5. Centralization of credit in the hands of the state, by means of a national bank with state capital and an exclusive monopoly.

6. Centralization of the means of communication and transport in the hands of the state.

7. Extension of factories and instruments of production owned by the state; the bringing into cultivation of waste lands, and the improvement of the soil generally in accordance with a common plan.

8. Equal obligation of all to work. Establishment of industrial armies, especially for agriculture.

9. Combination of agriculture with manufacturing industries; gradual abolition of the distinction between town and country, by a more equable distribution of the population over the country.

10. Free education for all children in public schools. Abolition of child factory labor in its present form. Combination of education with industrial productions, etc.

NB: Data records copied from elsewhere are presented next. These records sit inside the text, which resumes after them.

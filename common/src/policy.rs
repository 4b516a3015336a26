//! # Risk Policy
//!
//! The rule tables the classifier evaluates. Nothing here is built in: every
//! table comes from a TOML or JSON file, and an empty policy only reports merge
//! ambiguities.
//!
//! Only the shape is checked while loading. Semantic checks (port numbers,
//! weights, patterns, versions) happen when the classifier compiles the policy.

use std::collections::BTreeMap;
use std::fs;
use std::path::Path;

use serde::{Deserialize, Serialize};

use crate::error::ConfigError;
use crate::model::Severity;

#[derive(Debug, Clone, Default, PartialEq, Serialize, Deserialize)]
#[serde(default, deny_unknown_fields)]
pub struct RiskPolicy {
    /// Port number (as text) → weight 1..=10.
    pub high_risk_ports: BTreeMap<String, u8>,
    /// Case-insensitive regular expressions for deprecated protocols and ciphers.
    pub weak_cipher_patterns: Vec<String>,
    /// Product name → first version that is no longer considered outdated.
    pub outdated_versions: BTreeMap<String, OutdatedEntry>,
    pub vulnerable_signatures: Vec<VulnerableSignature>,
    pub script_flags: Vec<ScriptFlag>,
    /// Raise a finding for every CVE identifier mentioned in script output.
    pub flag_script_cves: bool,
    /// Business function name → ports serving it. Labels views, raises no findings.
    pub business_ports: BTreeMap<String, Vec<u16>>,
}

#[derive(Debug, Clone, PartialEq, Serialize, Deserialize)]
#[serde(deny_unknown_fields)]
pub struct OutdatedEntry {
    pub below: String,
    #[serde(default = "default_outdated_severity")]
    pub severity: Severity,
}

fn default_outdated_severity() -> Severity {
    Severity::Medium
}

#[derive(Debug, Clone, PartialEq, Serialize, Deserialize)]
#[serde(deny_unknown_fields)]
pub struct VulnerableSignature {
    pub product: String,
    /// Exact version, or a prefix ending in `*`.
    pub version: String,
    #[serde(default)]
    pub id: Option<String>,
    #[serde(default)]
    pub detail: Option<String>,
}

#[derive(Debug, Clone, PartialEq, Serialize, Deserialize)]
#[serde(deny_unknown_fields)]
pub struct ScriptFlag {
    /// Script id to match exactly.
    pub script: String,
    /// Optional case-insensitive pattern the output must match.
    #[serde(default)]
    pub pattern: Option<String>,
    pub severity: Severity,
    #[serde(default)]
    pub detail: Option<String>,
}

impl RiskPolicy {
    /// Load a policy; the format follows the file extension (`.toml` or `.json`).
    pub fn from_file(path: &Path) -> Result<Self, ConfigError> {
        let content = fs::read_to_string(path).map_err(|e| ConfigError::ReadFile {
            path: path.display().to_string(),
            source: e,
        })?;

        let ext = path
            .extension()
            .and_then(|e| e.to_str())
            .unwrap_or("")
            .to_lowercase();

        match ext.as_str() {
            "toml" => toml::from_str(&content).map_err(|e| ConfigError::ParseToml {
                path: path.display().to_string(),
                source: e,
            }),
            "json" => serde_json::from_str(&content).map_err(|e| ConfigError::ParseJson {
                path: path.display().to_string(),
                source: e,
            }),
            _ => Err(ConfigError::UnsupportedFormat(
                path.display().to_string(),
                ext,
            )),
        }
    }

    /// Port lookup for [`RiskPolicy::business_ports`].
    pub fn business_functions(&self) -> BusinessFunctions {
        let mut by_port = BTreeMap::new();
        for (function, ports) in &self.business_ports {
            for port in ports {
                by_port.entry(*port).or_insert_with(|| function.clone());
            }
        }
        BusinessFunctions { by_port }
    }

    /// True when no rule table is set. `business_ports` only labels views.
    pub fn is_empty(&self) -> bool {
        self.high_risk_ports.is_empty()
            && self.weak_cipher_patterns.is_empty()
            && self.outdated_versions.is_empty()
            && self.vulnerable_signatures.is_empty()
            && self.script_flags.is_empty()
            && !self.flag_script_cves
    }
}

/// Which business function a port number serves. A port listed under several
/// functions belongs to the first one by name.
#[derive(Debug, Clone, Default, PartialEq)]
pub struct BusinessFunctions {
    by_port: BTreeMap<u16, String>,
}

impl BusinessFunctions {
    pub const OTHER: &'static str = "other";

    pub fn function_of(&self, port: u16) -> &str {
        self.by_port.get(&port).map_or(Self::OTHER, String::as_str)
    }
}

#[cfg(test)]
mod tests {
    use super::*;
    use std::io::Write;

    const SAMPLE: &str = r#"
flag_script_cves = true
weak_cipher_patterns = ["\\bRC4\\b"]

[high_risk_ports]
"23" = 9

[outdated_versions.openssl]
below = "1.1.1"
severity = "high"

[outdated_versions.openssh]
below = "8.0"

[[vulnerable_signatures]]
product = "apache httpd"
version = "2.4.49"
id = "CVE-2021-41773"

[business_ports]
web = [80, 443]
remote_access = [22, 3389]
"#;

    #[test]
    fn default_policy_is_empty() {
        assert!(RiskPolicy::default().is_empty());
    }

    #[test]
    fn loads_toml_by_extension() {
        let mut file = tempfile::Builder::new().suffix(".toml").tempfile().unwrap();
        file.write_all(SAMPLE.as_bytes()).unwrap();

        let policy = RiskPolicy::from_file(file.path()).unwrap();

        assert!(policy.flag_script_cves);
        assert_eq!(policy.high_risk_ports.get("23"), Some(&9));
        assert_eq!(policy.outdated_versions["openssl"].severity, Severity::High);
        assert_eq!(policy.outdated_versions["openssh"].severity, Severity::Medium);
        assert_eq!(policy.vulnerable_signatures[0].id.as_deref(), Some("CVE-2021-41773"));
    }

    #[test]
    fn business_functions_label_ports() {
        let mut file = tempfile::Builder::new().suffix(".toml").tempfile().unwrap();
        file.write_all(SAMPLE.as_bytes()).unwrap();
        let policy = RiskPolicy::from_file(file.path()).unwrap();

        let functions = policy.business_functions();
        assert_eq!(functions.function_of(443), "web");
        assert_eq!(functions.function_of(22), "remote_access");
        assert_eq!(functions.function_of(5432), BusinessFunctions::OTHER);
        assert_eq!(RiskPolicy::default().business_functions().function_of(80), "other");
    }

    #[test]
    fn port_listed_twice_goes_to_first_function_by_name() {
        let mut policy = RiskPolicy::default();
        policy.business_ports.insert("web".into(), vec![8080]);
        policy.business_ports.insert("monitoring".into(), vec![8080, 9100]);

        let functions = policy.business_functions();
        assert_eq!(functions.function_of(8080), "monitoring");
        assert_eq!(functions.function_of(9100), "monitoring");
        assert!(policy.is_empty());
    }

    #[test]
    fn loads_json_by_extension() {
        let mut file = tempfile::Builder::new().suffix(".json").tempfile().unwrap();
        file.write_all(br#"{"high_risk_ports":{"3389":7}}"#).unwrap();

        let policy = RiskPolicy::from_file(file.path()).unwrap();
        assert_eq!(policy.high_risk_ports.get("3389"), Some(&7));
        assert!(!policy.flag_script_cves);
    }

    #[test]
    fn rejects_unknown_extension_and_keys() {
        let file = tempfile::Builder::new().suffix(".yaml").tempfile().unwrap();
        assert!(matches!(
            RiskPolicy::from_file(file.path()),
            Err(ConfigError::UnsupportedFormat(_, ext)) if ext == "yaml"
        ));

        let mut file = tempfile::Builder::new().suffix(".toml").tempfile().unwrap();
        file.write_all(b"risky_ports = [1]").unwrap();
        assert!(matches!(
            RiskPolicy::from_file(file.path()),
            Err(ConfigError::ParseToml { .. })
        ));
    }

    #[test]
    fn missing_file_is_a_read_error() {
        let err = RiskPolicy::from_file(Path::new("/nonexistent/policy.toml")).unwrap_err();
        assert!(matches!(err, ConfigError::ReadFile { .. }));
    }
}
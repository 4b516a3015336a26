use std::fmt;
use std::net::IpAddr;

use serde::{Deserialize, Serialize};

use super::port::PortKey;

#[derive(Debug, Clone, Copy, PartialEq, Eq, PartialOrd, Ord, Hash, Serialize, Deserialize)]
#[serde(rename_all = "lowercase")]
pub enum Severity {
    Info,
    Low,
    Medium,
    High,
    Critical,
}

impl Severity {
    pub fn as_str(&self) -> &'static str {
        match self {
            Severity::Info => "info",
            Severity::Low => "low",
            Severity::Medium => "medium",
            Severity::High => "high",
            Severity::Critical => "critical",
        }
    }

    /// Contribution of one finding to a host risk score.
    pub fn weight(&self) -> f64 {
        match self {
            Severity::Info => 0.0,
            Severity::Low => 1.0,
            Severity::Medium => 3.0,
            Severity::High => 5.0,
            Severity::Critical => 9.0,
        }
    }

    /// Maps an accumulated risk score back onto the severity scale.
    pub fn from_score(score: f64) -> Self {
        if score >= 9.0 {
            Severity::Critical
        } else if score >= 7.0 {
            Severity::High
        } else if score >= 4.0 {
            Severity::Medium
        } else if score >= 1.0 {
            Severity::Low
        } else {
            Severity::Info
        }
    }
}

impl fmt::Display for Severity {
    fn fmt(&self, f: &mut fmt::Formatter<'_>) -> fmt::Result {
        write!(f, "{}", self.as_str().to_uppercase())
    }
}

#[derive(Debug, Clone, Copy, PartialEq, Eq, PartialOrd, Ord, Hash, Serialize)]
#[serde(rename_all = "kebab-case")]
pub enum FindingKind {
    HighRiskPort,
    WeakCipher,
    OutdatedVersion,
    KnownVulnerable,
    CustomScriptFlag,
    AmbiguousMerge,
}

impl FindingKind {
    pub fn as_str(&self) -> &'static str {
        match self {
            FindingKind::HighRiskPort => "high-risk-port",
            FindingKind::WeakCipher => "weak-cipher",
            FindingKind::OutdatedVersion => "outdated-version",
            FindingKind::KnownVulnerable => "known-vulnerable",
            FindingKind::CustomScriptFlag => "custom-script-flag",
            FindingKind::AmbiguousMerge => "ambiguous-merge",
        }
    }
}

impl fmt::Display for FindingKind {
    fn fmt(&self, f: &mut fmt::Formatter<'_>) -> fmt::Result {
        f.write_str(self.as_str())
    }
}

/// What a finding is attached to. `port: None` means the host itself.
#[derive(Debug, Clone, Copy, PartialEq, Eq, PartialOrd, Ord, Hash, Serialize)]
pub struct FindingTarget {
    pub ip: IpAddr,
    #[serde(skip_serializing_if = "Option::is_none")]
    pub port: Option<PortKey>,
}

impl fmt::Display for FindingTarget {
    fn fmt(&self, f: &mut fmt::Formatter<'_>) -> fmt::Result {
        match self.port {
            Some(port) => write!(f, "{} {}", self.ip, port),
            None => write!(f, "{}", self.ip),
        }
    }
}

#[derive(Debug, Clone, PartialEq, Eq, PartialOrd, Ord, Hash, Serialize)]
pub struct Finding {
    pub target: FindingTarget,
    pub kind: FindingKind,
    pub severity: Severity,
    pub detail: String,
}

impl Finding {
    pub fn on_port(
        ip: IpAddr,
        port: PortKey,
        kind: FindingKind,
        severity: Severity,
        detail: impl Into<String>,
    ) -> Self {
        Self {
            target: FindingTarget { ip, port: Some(port) },
            kind,
            severity,
            detail: detail.into(),
        }
    }

    pub fn on_host(ip: IpAddr, kind: FindingKind, severity: Severity, detail: impl Into<String>) -> Self {
        Self {
            target: FindingTarget { ip, port: None },
            kind,
            severity,
            detail: detail.into(),
        }
    }
}

/// Sorted, duplicate-free collection of findings.
///
/// Order is target (IP, then host before ports), kind, severity, detail.
#[derive(Debug, Clone, Default, PartialEq, Eq, Serialize)]
#[serde(transparent)]
pub struct FindingSet(Vec<Finding>);

impl FindingSet {
    pub fn new() -> Self {
        Self::default()
    }

    pub fn iter(&self) -> std::slice::Iter<'_, Finding> {
        self.0.iter()
    }

    pub fn len(&self) -> usize {
        self.0.len()
    }

    pub fn is_empty(&self) -> bool {
        self.0.is_empty()
    }

    /// Every finding for `ip`, host-level first.
    pub fn for_host(&self, ip: IpAddr) -> impl Iterator<Item = &Finding> {
        self.0.iter().filter(move |f| f.target.ip == ip)
    }

    pub fn host_level(&self, ip: IpAddr) -> impl Iterator<Item = &Finding> {
        self.for_host(ip).filter(|f| f.target.port.is_none())
    }

    pub fn for_port(&self, ip: IpAddr, port: PortKey) -> impl Iterator<Item = &Finding> {
        self.for_host(ip).filter(move |f| f.target.port == Some(port))
    }

    pub fn max_severity(&self) -> Option<Severity> {
        self.0.iter().map(|f| f.severity).max()
    }

    pub fn has_at_least(&self, severity: Severity) -> bool {
        self.0.iter().any(|f| f.severity >= severity)
    }

    pub fn summary(&self) -> SeveritySummary {
        SeveritySummary::from_findings(self.0.iter())
    }
}

impl FromIterator<Finding> for FindingSet {
    fn from_iter<I: IntoIterator<Item = Finding>>(iter: I) -> Self {
        let mut findings: Vec<Finding> = iter.into_iter().collect();
        findings.sort();
        findings.dedup();
        FindingSet(findings)
    }
}

impl<'a> IntoIterator for &'a FindingSet {
    type Item = &'a Finding;
    type IntoIter = std::slice::Iter<'a, Finding>;

    fn into_iter(self) -> Self::IntoIter {
        self.0.iter()
    }
}

#[derive(Debug, Clone, Copy, Default, PartialEq, Eq, Serialize)]
pub struct SeveritySummary {
    pub critical: usize,
    pub high: usize,
    pub medium: usize,
    pub low: usize,
    pub info: usize,
}

impl SeveritySummary {
    pub fn from_findings<'a>(findings: impl Iterator<Item = &'a Finding>) -> Self {
        findings.fold(Self::default(), |mut acc, f| {
            match f.severity {
                Severity::Critical => acc.critical += 1,
                Severity::High => acc.high += 1,
                Severity::Medium => acc.medium += 1,
                Severity::Low => acc.low += 1,
                Severity::Info => acc.info += 1,
            }
            acc
        })
    }

    pub fn total(&self) -> usize {
        self.critical + self.high + self.medium + self.low + self.info
    }
}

And now I’m awake, eyes wide, mouth agape. A few items on the checklist look familiar. A whirlwind of new government ownership of banks and auto manufacturers; threatened ownership of pharmacy, insurance, and medical businesses as well as threatened control of broadcast businesses, all in less than a year, appears to be creating a storm, a tipping point where the manifesto’s number one goal could be achieved. Don’t whine you greedy boozshwa capitalists – if the government takes what is yours it’s only for your own good,”for the free development of each is the condition for the free development of all.” As Mr. Emmanuel tells us, an adolescent is more important to treat medically than an infant, who has very little invested in him, or an older adult who has already had his chance to be an adolescent. It’s all fair and good. Get out of the way and stop your greedy clinging to life. How else are we to save social security and medicare.

Let the proletarian rule. Let him be his brother’s wallet’s keeper. “Of course, in the beginning, this cannot be effected except by means of despotic inroads on the rights of property,….by means of measures, therefore, which appear economically insufficient and untenable, …but which are unavoidable as a means of entirely revolutionizing the mode of production.”

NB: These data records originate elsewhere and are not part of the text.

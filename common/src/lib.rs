//! # nfusion common
//!
//! Shared vocabulary for the fusion workspace.
//!
//! * **[`model`]**: the canonical Host / Port / Service / Finding shapes and the
//!   immutable [`model::dataset::FusedDataset`].
//! * **[`record`]**: the loosely typed per-source records handed over by the
//!   parsing layer, before normalization.
//! * **[`policy`]**: the externally supplied risk rule tables.
//! * **[`config`]**: run-time switches for the command line front end.
//! * **[`error`]**: the error taxonomy shared by every crate.

pub mod config;
pub mod error;
pub mod logging;
pub mod model;
pub mod policy;
pub mod record;
pub mod utils;
use std::path::Path;

use anyhow::{Context, Result};
use colored::*;
use nfusion_common::config::Config;
use nfusion_common::policy::RiskPolicy;
use nfusion_common::success;
use nfusion_core::classifier::RiskClassifier;

use crate::terminal::print;

pub fn check_policy(path: &Path, cfg: &Config) -> Result<()> {
    let policy = RiskPolicy::from_file(path)?;
    let classifier = RiskClassifier::from_policy(&policy)
        .with_context(|| format!("Risk policy {} is invalid", path.display()))?;

    if cfg.quiet < 2 {
        let rows = [
            ("High-risk ports", policy.high_risk_ports.len()),
            ("Cipher patterns", policy.weak_cipher_patterns.len()),
            ("Version floors", policy.outdated_versions.len()),
            ("Signatures", policy.vulnerable_signatures.len()),
            ("Script flags", policy.script_flags.len()),
            ("Business functions", policy.business_ports.len()),
        ];
        print::set_key_width(rows.iter().map(|(k, _)| *k).chain(["CVE references", "Rules"]));
        for (key, count) in rows {
            print::aligned_line(key, count.to_string());
        }
        print::aligned_line(
            "CVE references",
            if policy.flag_script_cves { "on".green() } else { "off".bright_black() },
        );
        print::aligned_line("Rules", classifier.rule_names().join(", "));
    }

    success!("Policy {} is valid", path.display());
    Ok(())
}
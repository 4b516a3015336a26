use std::collections::BTreeSet;
use std::fmt;

use serde::Serialize;

use super::detail::{self, Detail};

/// Which scalar of a [`Service`] an [`Alternative`] was discarded from.
#[derive(Debug, Clone, Copy, PartialEq, Eq, PartialOrd, Ord, Hash, Serialize)]
#[serde(rename_all = "snake_case")]
pub enum ServiceField {
    Name,
    Product,
    Version,
    ExtraInfo,
}

impl ServiceField {
    pub const ALL: [ServiceField; 4] = [
        ServiceField::Name,
        ServiceField::Product,
        ServiceField::Version,
        ServiceField::ExtraInfo,
    ];

    pub fn as_str(&self) -> &'static str {
        match self {
            ServiceField::Name => "name",
            ServiceField::Product => "product",
            ServiceField::Version => "version",
            ServiceField::ExtraInfo => "extra_info",
        }
    }
}

impl fmt::Display for ServiceField {
    fn fmt(&self, f: &mut fmt::Formatter<'_>) -> fmt::Result {
        f.write_str(self.as_str())
    }
}

/// A value another source reported that lost conflict resolution.
#[derive(Debug, Clone, PartialEq, Eq, PartialOrd, Ord, Hash, Serialize)]
pub struct Alternative {
    pub field: ServiceField,
    pub value: String,
}

#[derive(Debug, Clone, Default, PartialEq, Eq, Serialize)]
pub struct Service {
    pub name: Detail,
    pub product: Detail,
    pub version: Detail,
    pub extra_info: Detail,
    /// Secondary-notes trail. Never holds the value currently kept for its field.
    #[serde(skip_serializing_if = "BTreeSet::is_empty")]
    pub alternatives: BTreeSet<Alternative>,
}

impl Service {
    pub fn field(&self, field: ServiceField) -> &Detail {
        match field {
            ServiceField::Name => &self.name,
            ServiceField::Product => &self.product,
            ServiceField::Version => &self.version,
            ServiceField::ExtraInfo => &self.extra_info,
        }
    }

    pub fn field_mut(&mut self, field: ServiceField) -> &mut Detail {
        match field {
            ServiceField::Name => &mut self.name,
            ServiceField::Product => &mut self.product,
            ServiceField::Version => &mut self.version,
            ServiceField::ExtraInfo => &mut self.extra_info,
        }
    }

    pub fn alternatives_for(&self, field: ServiceField) -> impl Iterator<Item = &str> {
        self.alternatives
            .iter()
            .filter(move |alt| alt.field == field)
            .map(|alt| alt.value.as_str())
    }

    /// `10 × known fields + segments of a known version`.
    ///
    /// Conflict resolution never lowers this for a port.
    pub fn specificity(&self) -> u32 {
        let known = ServiceField::ALL
            .iter()
            .filter(|f| self.field(**f).is_known())
            .count() as u32;
        let version_detail = self.version.as_known().map(detail::segments).unwrap_or(0) as u32;
        known * 10 + version_detail
    }

    /// Known product, version and extra info joined by spaces, for pattern matching.
    pub fn banner(&self) -> String {
        [&self.product, &self.version, &self.extra_info]
            .iter()
            .filter_map(|d| d.as_known())
            .collect::<Vec<&str>>()
            .join(" ")
    }
}
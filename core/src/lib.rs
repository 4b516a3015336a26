//! # nfusion core
//!
//! The fusion and risk-classification engine. Data moves one way:
//!
//! 1. [`normalizer`] turns loosely typed source records into canonical hosts.
//! 2. [`fusion`] folds every source into one [`FusedDataset`], delegating each
//!    collision to the pairwise rules in [`resolver`].
//! 3. [`classifier`] evaluates the fused hosts against a [`RiskPolicy`].
//! 4. [`views`] projects dataset and findings into report-ready tables.
//!
//! [`pipeline`] runs the whole chain. Nothing in this crate performs I/O.
//!
//! [`FusedDataset`]: nfusion_common::model::FusedDataset
//! [`RiskPolicy`]: nfusion_common::policy::RiskPolicy

pub mod classifier;
pub mod fusion;
pub mod normalizer;
pub mod pipeline;
pub mod resolver;
pub mod views;
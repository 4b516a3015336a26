//! Scalar values that may be missing.
//!
//! Scan formats disagree on how they say "no data": an absent attribute, an empty
//! string, or the literal `unknown`. All three collapse into [`Detail::Unknown`] at
//! the normalization boundary.

use std::cmp::Ordering;
use std::fmt;

use serde::{Serialize, Serializer};

pub const UNKNOWN: &str = "unknown";

#[derive(Debug, Clone, Default, PartialEq, Eq, Hash, PartialOrd, Ord)]
pub enum Detail {
    #[default]
    Unknown,
    Known(String),
}

impl Detail {
    /// Trims the input; empty and `unknown` (any case) become [`Detail::Unknown`].
    pub fn parse(raw: Option<&str>) -> Self {
        match raw.map(str::trim) {
            None => Detail::Unknown,
            Some(s) if s.is_empty() || s.eq_ignore_ascii_case(UNKNOWN) => Detail::Unknown,
            Some(s) => Detail::Known(s.to_string()),
        }
    }

    pub fn known(value: impl Into<String>) -> Self {
        let value: String = value.into();
        Detail::parse(Some(value.as_str()))
    }

    pub fn is_known(&self) -> bool {
        matches!(self, Detail::Known(_))
    }

    pub fn as_known(&self) -> Option<&str> {
        match self {
            Detail::Known(s) => Some(s),
            Detail::Unknown => None,
        }
    }

    pub fn as_str(&self) -> &str {
        self.as_known().unwrap_or(UNKNOWN)
    }
}

impl fmt::Display for Detail {
    fn fmt(&self, f: &mut fmt::Formatter<'_>) -> fmt::Result {
        f.write_str(self.as_str())
    }
}

impl Serialize for Detail {
    fn serialize<S: Serializer>(&self, serializer: S) -> Result<S::Ok, S::Error> {
        serializer.serialize_str(self.as_str())
    }
}

/// Number of alphanumeric runs: `"OpenSSL 1.0.1"` has four, `"1.0"` has two.
pub fn segments(value: &str) -> usize {
    let mut count = 0;
    let mut in_run = false;
    for c in value.chars() {
        let alnum = c.is_alphanumeric();
        if alnum && !in_run {
            count += 1;
        }
        in_run = alnum;
    }
    count
}

/// Total order on known values by how much they say.
///
/// More segments wins, then more characters. On a full tie the lexicographically
/// smaller string ranks higher so the choice never depends on arrival order.
pub fn compare_detail(a: &str, b: &str) -> Ordering {
    segments(a)
        .cmp(&segments(b))
        .then_with(|| a.chars().count().cmp(&b.chars().count()))
        .then_with(|| b.cmp(a))
}

/// True when two distinct values only differ in spelling, not in detail.
pub fn is_detail_tie(a: &str, b: &str) -> bool {
    a != b && segments(a) == segments(b) && a.chars().count() == b.chars().count()
}
use std::net::{IpAddr, Ipv4Addr, Ipv6Addr};

/// Canonical form of an address: IPv4-mapped IPv6 collapses to plain IPv4.
pub fn canonical(ip: IpAddr) -> IpAddr {
    match ip {
        IpAddr::V6(v6) => match v6.to_ipv4_mapped() {
            Some(v4) => IpAddr::V4(v4),
            None => IpAddr::V6(v6),
        },
        v4 => v4,
    }
}

/// Grouping network of an address and its prefix length: the /24 for IPv4,
/// the /64 for IPv6.
pub fn network_of(ip: &IpAddr) -> (IpAddr, u8) {
    match ip {
        IpAddr::V4(v4) => {
            let [a, b, c, _] = v4.octets();
            (IpAddr::V4(Ipv4Addr::new(a, b, c, 0)), 24)
        }
        IpAddr::V6(v6) => {
            let s = v6.segments();
            (IpAddr::V6(Ipv6Addr::new(s[0], s[1], s[2], s[3], 0, 0, 0, 0)), 64)
        }
    }
}

pub fn subnet_of(ip: &IpAddr) -> String {
    let (network, prefix) = network_of(ip);
    format!("{network}/{prefix}")
}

We frogs have been soaking in the simmering pot for a while. The last shall come first: government near monopoly of education. The first coercive school attendance law was passed in 1850 and required 6 weeks attendance with generous exemptions for farm chores. The Manifesto was published in German in 1848, a document of a then secret society. Next, a heavy or progressive income tax. The US Constitution had to be amended to allow that to happen in the 1930’s. Then, abolition of all rights of inheritance. The death tax is still in a tug of war from administration to administration. Feel the roiling, boiling bubbles. Thank you, Karl and Fred for sharing.

3 Comments:

Blogger sg said...

The Muse is back. The fire burns. WTG!

Sat Aug 08, 12:53:00 PM PDT  
Blogger Amity said...

I shudder. We've got to keep up the tea parties, the booing in town hall meetings, the reporting of fishy stories coming from the White House to the White House narkmail (flag@whitehouse.gov). Keep telling our elected officials we don't want to be boiled to death.

(Hmm, maybe someone will report you as a rebel, so Obama can confiscate your property.)

Sat Aug 08, 02:53:00 PM PDT  
Blogger silvergirl said...

Thank you for taking the time to read this and share the important part! I have the same hole in my education - hmmm - I bet there are lots of people with this same hole - who also attended the compulsory, public schools.